I was in front of the stove making breakfast sausages this morning and I thought of a problem.
If I have 3 patties that need to be flipped, and after every pan flick somewhere between 1 and 3 random patties flip, how many flicks should I expect before all of the patties are flipped to the right orientation?
I'm sure this problem has been abstracted for coins or something, but I can't seem to think of how I put them together (especially because AT LEAST 1 patty is always flipped).
I see that logically about 1/3 of the time I get it first try (not my personal experience but lets assume I'm a better chef than that). but after that it looks like a Markov chain problem (right?). My programatic trials seem to suggest at mean of around 6, but how would I work this out on pen and paper?

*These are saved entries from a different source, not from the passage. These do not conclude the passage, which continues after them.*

//! Configuration loading for the fault normalizer service.
//!
//! Loads layered `.env` files and environment variables prefixed with
//! `FAULTS_`, producing a typed [`AppConfig`].

use std::{collections::BTreeMap, env, net::SocketAddr, path::PathBuf};

use axum::http::StatusCode;
use serde::{Deserialize, Serialize};
use thiserror::Error;

use crate::error::{AuthMessage, ErrorNormalizer, ErrorVisibility, IncludeAttribute, StatusPolicy};

const ENV_PREFIX: &str = "FAULTS_";

/// Application configuration derived from `FAULTS_*` environment variables.
#[derive(Debug, Clone, Serialize, Deserialize)]
#[serde(rename_all = "SCREAMING_SNAKE_CASE")]
pub struct AppConfig {
    #[serde(default = "default_profile")]
    pub profile: String,
    #[serde(default = "default_api_bind_addr")]
    pub api_bind_addr: String,
    #[serde(default = "default_log_level")]
    pub log_level: String,
    #[serde(default = "default_log_format")]
    pub log_format: String,
    /// Whether `message` is written into error records (default: always)
    #[serde(default = "default_error_include_message")]
    pub error_include_message: IncludeAttribute,
    /// Whether `trace` is written into error records (default: on_param)
    #[serde(default = "default_error_include_stacktrace")]
    pub error_include_stacktrace: IncludeAttribute,
    /// Whether `errors` is written into validation error records (default: never)
    #[serde(default = "default_error_include_binding_errors")]
    pub error_include_binding_errors: IncludeAttribute,
    #[serde(default)]
    pub error_include_exception: bool,
    /// Status for validation faults raised while binding request arguments (default: 400)
    #[serde(default = "default_argument_binding_validation_status")]
    pub argument_binding_validation_status: u16,
    /// Status for validation faults raised by validated methods (default: 500)
    #[serde(default = "default_method_validation_status")]
    pub method_validation_status: u16,
    #[serde(default = "default_auth_message")]
    pub auth_message: AuthMessage,
    /// Put every route behind HTTP Basic authentication
    #[serde(default)]
    pub security_enabled: bool,
    #[serde(default, skip_serializing_if = "Option::is_none")]
    pub security_user_name: Option<String>,
    #[serde(default, skip_serializing_if = "Option::is_none")]
    pub security_user_password: Option<String>,
}

impl Default for AppConfig {
    fn default() -> Self {
        Self {
            profile: default_profile(),
            api_bind_addr: default_api_bind_addr(),
            log_level: default_log_level(),
            log_format: default_log_format(),
            error_include_message: default_error_include_message(),
            error_include_stacktrace: default_error_include_stacktrace(),
            error_include_binding_errors: default_error_include_binding_errors(),
            error_include_exception: false,
            argument_binding_validation_status: default_argument_binding_validation_status(),
            method_validation_status: default_method_validation_status(),
            auth_message: default_auth_message(),
            security_enabled: false,
            security_user_name: None,
            security_user_password: None,
        }
    }
}

impl AppConfig {
    /// Returns the configured bind address as a socket address.
    pub fn bind_addr(&self) -> Result<SocketAddr, std::net::AddrParseError> {
        self.api_bind_addr.parse()
    }

    /// Returns a redacted JSON representation (secrets are redacted).
    pub fn redacted_json(&self) -> serde_json::Result<String> {
        let mut config = self.clone();
        if config.security_user_password.is_some() {
            config.security_user_password = Some("[REDACTED]".to_string());
        }
        serde_json::to_string_pretty(&config)
    }

    /// Visibility switches for the error normalizer.
    pub fn error_visibility(&self) -> ErrorVisibility {
        ErrorVisibility {
            include_message: self.error_include_message,
            include_stacktrace: self.error_include_stacktrace,
            include_binding_errors: self.error_include_binding_errors,
            include_exception: self.error_include_exception,
        }
    }

    /// Status policy for the error normalizer; codes outside 4xx/5xx fall back to 500.
    pub fn status_policy(&self) -> StatusPolicy {
        StatusPolicy {
            argument_binding_validation: error_status(self.argument_binding_validation_status),
            method_validation: error_status(self.method_validation_status),
            auth_message: self.auth_message,
        }
    }

    pub fn error_normalizer(&self) -> ErrorNormalizer {
        ErrorNormalizer::new(self.error_visibility(), self.status_policy())
    }

    /// Validates the configuration, returning an error if settings are inconsistent.
    pub fn validate(&self) -> Result<(), ConfigError> {
        for (field, value) in [
            (
                "ARGUMENT_BINDING_VALIDATION_STATUS",
                self.argument_binding_validation_status,
            ),
            ("METHOD_VALIDATION_STATUS", self.method_validation_status),
        ] {
            if !(400..=599).contains(&value) {
                return Err(ConfigError::InvalidErrorStatus {
                    field: field.to_string(),
                    value,
                });
            }
        }

        if self.security_enabled {
            if self.security_user_name.as_deref().is_none_or(str::is_empty) {
                return Err(ConfigError::MissingSecurityUserName);
            }
            if self.security_user_password.as_deref().is_none_or(str::is_empty) {
                return Err(ConfigError::MissingSecurityUserPassword);
            }
        }

        if !matches!(self.log_format.as_str(), "json" | "pretty") {
            return Err(ConfigError::InvalidLogFormat {
                value: self.log_format.clone(),
            });
        }

        Ok(())
    }
}

fn error_status(code: u16) -> StatusCode {
    StatusCode::from_u16(code)
        .ok()
        .filter(|status| status.is_client_error() || status.is_server_error())
        .unwrap_or(StatusCode::INTERNAL_SERVER_ERROR)
}

fn default_profile() -> String {
    "local".to_string()
}

fn default_api_bind_addr() -> String {
    "0.0.0.0:8080".to_string()
}

fn default_log_level() -> String {
    "info".to_string()
}

fn default_log_format() -> String {
    "json".to_string()
}

fn default_error_include_message() -> IncludeAttribute {
    IncludeAttribute::Always
}

fn default_error_include_stacktrace() -> IncludeAttribute {
    IncludeAttribute::OnParam
}

fn default_error_include_binding_errors() -> IncludeAttribute {
    IncludeAttribute::Never
}

fn default_argument_binding_validation_status() -> u16 {
    400
}

fn default_method_validation_status() -> u16 {
    500
}

fn default_auth_message() -> AuthMessage {
    AuthMessage::ReasonPhrase
}

/// Errors that can occur while loading configuration.
#[derive(Debug, Error)]
pub enum ConfigError {
    #[error("failed to load environment file {path}: {source}")]
    EnvFile {
        path: PathBuf,
        source: dotenvy::Error,
    },
    #[error("invalid api bind address '{value}': {source}")]
    InvalidBindAddr {
        value: String,
        source: std::net::AddrParseError,
    },
    #[error("{key} must be one of never, always, on_param; got '{value}'")]
    InvalidIncludeAttribute { key: String, value: String },
    #[error("{key} must be one of reason_phrase, original; got '{value}'")]
    InvalidAuthMessage { key: String, value: String },
    #[error("{key} must be a boolean, got '{value}'")]
    InvalidBool { key: String, value: String },
    #[error("{key} must be an HTTP status code, got '{value}'")]
    InvalidStatusNumber { key: String, value: String },
    #[error("{field} must be an error status between 400 and 599, got {value}")]
    InvalidErrorStatus { field: String, value: u16 },
    #[error("log format must be json or pretty, got '{value}'")]
    InvalidLogFormat { value: String },
    #[error("security is enabled but no user name is set; set FAULTS_SECURITY_USER_NAME")]
    MissingSecurityUserName,
    #[error("security is enabled but no password is set; set FAULTS_SECURITY_USER_PASSWORD")]
    MissingSecurityUserPassword,
}

fn parse_include_attribute(key: &str, value: &str) -> Result<IncludeAttribute, ConfigError> {
    match value.trim().to_ascii_lowercase().replace('-', "_").as_str() {
        "never" => Ok(IncludeAttribute::Never),
        "always" => Ok(IncludeAttribute::Always),
        "on_param" | "on_trace_param" => Ok(IncludeAttribute::OnParam),
        _ => Err(ConfigError::InvalidIncludeAttribute {
            key: key.to_string(),
            value: value.to_string(),
        }),
    }
}

fn parse_auth_message(key: &str, value: &str) -> Result<AuthMessage, ConfigError> {
    match value.trim().to_ascii_lowercase().as_str() {
        "reason_phrase" => Ok(AuthMessage::ReasonPhrase),
        "original" => Ok(AuthMessage::Original),
        _ => Err(ConfigError::InvalidAuthMessage {
            key: key.to_string(),
            value: value.to_string(),
        }),
    }
}

fn parse_bool(key: &str, value: &str) -> Result<bool, ConfigError> {
    match value.trim().to_ascii_lowercase().as_str() {
        "true" | "1" | "yes" | "on" => Ok(true),
        "false" | "0" | "no" | "off" => Ok(false),
        _ => Err(ConfigError::InvalidBool {
            key: key.to_string(),
            value: value.to_string(),
        }),
    }
}

fn parse_status(key: &str, value: &str) -> Result<u16, ConfigError> {
    value
        .trim()
        .parse()
        .map_err(|_| ConfigError::InvalidStatusNumber {
            key: key.to_string(),
            value: value.to_string(),
        })
}

/// Loads configuration using layered `.env` files and `FAULTS_*` env vars.
pub struct ConfigLoader {
    base_dir: PathBuf,
}

impl ConfigLoader {
    /// Creates a new loader rooted at the current working directory.
    pub fn new() -> Self {
        Self {
            base_dir: env::current_dir().unwrap_or_else(|_| PathBuf::from(".")),
        }
    }

    /// Creates a loader rooted at the provided directory (useful for tests).
    pub fn with_base_dir(base_dir: PathBuf) -> Self {
        Self { base_dir }
    }

    /// Loads and validates the configuration.
    pub fn load(&self) -> Result<AppConfig, ConfigError> {
        let (mut layered, profile_hint) = self.collect_layered_env()?;

        // Overlay process environment last so it wins.
        for (key, value) in env::vars() {
            if let Some(stripped) = key.strip_prefix(ENV_PREFIX) {
                layered.insert(stripped.to_string(), value);
            }
        }

        let mut take = |key: &str| layered.remove(key).filter(|v| !v.trim().is_empty());

        let profile = take("PROFILE").unwrap_or(profile_hint);
        let api_bind_addr = take("API_BIND_ADDR").unwrap_or_else(default_api_bind_addr);
        let log_level = take("LOG_LEVEL").unwrap_or_else(default_log_level);
        let log_format = take("LOG_FORMAT").unwrap_or_else(default_log_format);

        let error_include_message = take("ERROR_INCLUDE_MESSAGE")
            .map(|v| parse_include_attribute("FAULTS_ERROR_INCLUDE_MESSAGE", &v))
            .transpose()?
            .unwrap_or_else(default_error_include_message);
        let error_include_stacktrace = take("ERROR_INCLUDE_STACKTRACE")
            .map(|v| parse_include_attribute("FAULTS_ERROR_INCLUDE_STACKTRACE", &v))
            .transpose()?
            .unwrap_or_else(default_error_include_stacktrace);
        let error_include_binding_errors = take("ERROR_INCLUDE_BINDING_ERRORS")
            .map(|v| parse_include_attribute("FAULTS_ERROR_INCLUDE_BINDING_ERRORS", &v))
            .transpose()?
            .unwrap_or_else(default_error_include_binding_errors);
        let error_include_exception = take("ERROR_INCLUDE_EXCEPTION")
            .map(|v| parse_bool("FAULTS_ERROR_INCLUDE_EXCEPTION", &v))
            .transpose()?
            .unwrap_or(false);

        let argument_binding_validation_status = take("ARGUMENT_BINDING_VALIDATION_STATUS")
            .map(|v| parse_status("FAULTS_ARGUMENT_BINDING_VALIDATION_STATUS", &v))
            .transpose()?
            .unwrap_or_else(default_argument_binding_validation_status);
        let method_validation_status = take("METHOD_VALIDATION_STATUS")
            .map(|v| parse_status("FAULTS_METHOD_VALIDATION_STATUS", &v))
            .transpose()?
            .unwrap_or_else(default_method_validation_status);
        let auth_message = take("AUTH_MESSAGE")
            .map(|v| parse_auth_message("FAULTS_AUTH_MESSAGE", &v))
            .transpose()?
            .unwrap_or_else(default_auth_message);

        let security_enabled = take("SECURITY_ENABLED")
            .map(|v| parse_bool("FAULTS_SECURITY_ENABLED", &v))
            .transpose()?
            .unwrap_or(false);
        let security_user_name = take("SECURITY_USER_NAME").map(|v| v.trim().to_string());
        let security_user_password = take("SECURITY_USER_PASSWORD");

        let config = AppConfig {
            profile,
            api_bind_addr,
            log_level,
            log_format,
            error_include_message,
            error_include_stacktrace,
            error_include_binding_errors,
            error_include_exception,
            argument_binding_validation_status,
            method_validation_status,
            auth_message,
            security_enabled,
            security_user_name,
            security_user_password,
        };

        config.validate()?;

        match config.bind_addr() {
            Ok(_) => Ok(config),
            Err(source) => Err(ConfigError::InvalidBindAddr {
                value: config.api_bind_addr.clone(),
                source,
            }),
        }
    }

    fn collect_layered_env(&self) -> Result<(BTreeMap<String, String>, String), ConfigError> {
        let mut values = BTreeMap::new();

        self.merge_dotenv(self.base_dir.join(".env"), &mut values)?;
        self.merge_dotenv(self.base_dir.join(".env.local"), &mut values)?;

        let profile = env::var(format!("{}PROFILE", ENV_PREFIX))
            .ok()
            .or_else(|| values.get("PROFILE").cloned())
            .unwrap_or_else(default_profile);

        self.merge_dotenv(
            self.base_dir.join(format!(".env.{}", &profile)),
            &mut values,
        )?;
        self.merge_dotenv(
            self.base_dir.join(format!(".env.{}.local", &profile)),
            &mut values,
        )?;

        Ok((values, profile))
    }

    fn merge_dotenv(
        &self,
        path: PathBuf,
        values: &mut BTreeMap<String, String>,
    ) -> Result<(), ConfigError> {
        match dotenvy::from_path_iter(&path) {
            Ok(iter) => {
                for item in iter {
                    let (key, value) = item.map_err(|source| ConfigError::EnvFile {
                        path: path.clone(),
                        source,
                    })?;
                    if let Some(stripped) = key.strip_prefix(ENV_PREFIX) {
                        values.insert(stripped.to_string(), value);
                    }
                }
                Ok(())
            }
            Err(dotenvy::Error::Io(ref io_err))
                if io_err.kind() == std::io::ErrorKind::NotFound =>
            {
                Ok(())
            }
            Err(err) => Err(ConfigError::EnvFile { path, source: err }),
        }
    }
}

impl Default for ConfigLoader {
    fn default() -> Self {
        Self::new()
    }
}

Here is my simulation code
import random as rd
import seaborn as sns
import matplotlib.pyplot as plt
from tqdm import tqdm
total_trials = 1000000
hist_data = []
for _ in tqdm(range(total_trials)):
patty_list = [False, False, False]
num_attempts = 0
while not all(patty_list):
num_flips = rd.choice([1, 2, 3])
rd.shuffle(patty_list)
for i in range(num_flips):
patty_list[i] = not patty_list[i]
num_attempts += 1
hist_data.append(num_attempts)
sns.histplot(hist_data, bins=range(1, 100)).set(title=f'trials: {total_trials:,}\nmean: {sum(hist_data)/len(hist_data)}')
plt.show()
resulting in:
Edit: I think my code is wrong, as it does not account for the different permutations of flips. TTF = TFT = FTT despite those being 3 scenarios. Does that check out?
Edit 2: Does it make sense for me to assume N flips and then assign those flips randomly to pattys? Or do I have to assume that each patty has some probability of flipping? If I do the latter, is it just magic that they never all-not-flip?
Edit 3: Thanks all for the thoughtful approach to my breakfast problem. I've learned a lot about the consequences of not defining my problem well! There are a lot of great answers here and since they're all right from a different point of view (I'll define better next time) I'm going to mark the first answer given as the correct. Thanks again all!

We use the random patty selection implied by the code, where first a nonzero number and then a set of indices of patties to flip are chosen uniformly at random.
Let $E(n)$ denote the expected number of flips needed to get all patties face up from a state where $n$ are face down. One-flip considerations lead to this linear system: $$E(3)=1+\frac13E(2)+\frac13E(1)+\frac13E(0)$$ $$E(2)=1+\frac13\left(\frac23E(1)+\frac13E(3)\right)+\frac13\left(\frac23E(2)+\frac13E(0)\right)+\frac13E(1)$$ $$E(1)=1+\frac13\left(\frac23E(2)+\frac13E(0)\right)+\frac13\left(\frac23E(1)+\frac13E(3)\right)+\frac13E(2)$$ $$E(0)=0$$ The initial $1$ comes from having to make at least one more flick if $n>0$. The outer factors of $\frac13$ come from choosing the number of patties to flip. Now suppose (with arbitrary patty total) the choice is made to to flip $n$ patties out of $N$, of which $K$ are face down. The probability of flipping $k$ face down patties up (and hence flipping $n-k$ face up ones down) is given by the hypergeometric distribution: $$\binom Kk\binom{N-K}{n-k}\Bigg/\binom Nn$$ This leads to the inner terms in each equation above.
Solving the system gives $E(3)=6$ as the expected number of flicks needed to flip everything face up, agreeing with your code. $E(1)=E(2)=\frac{15}2$.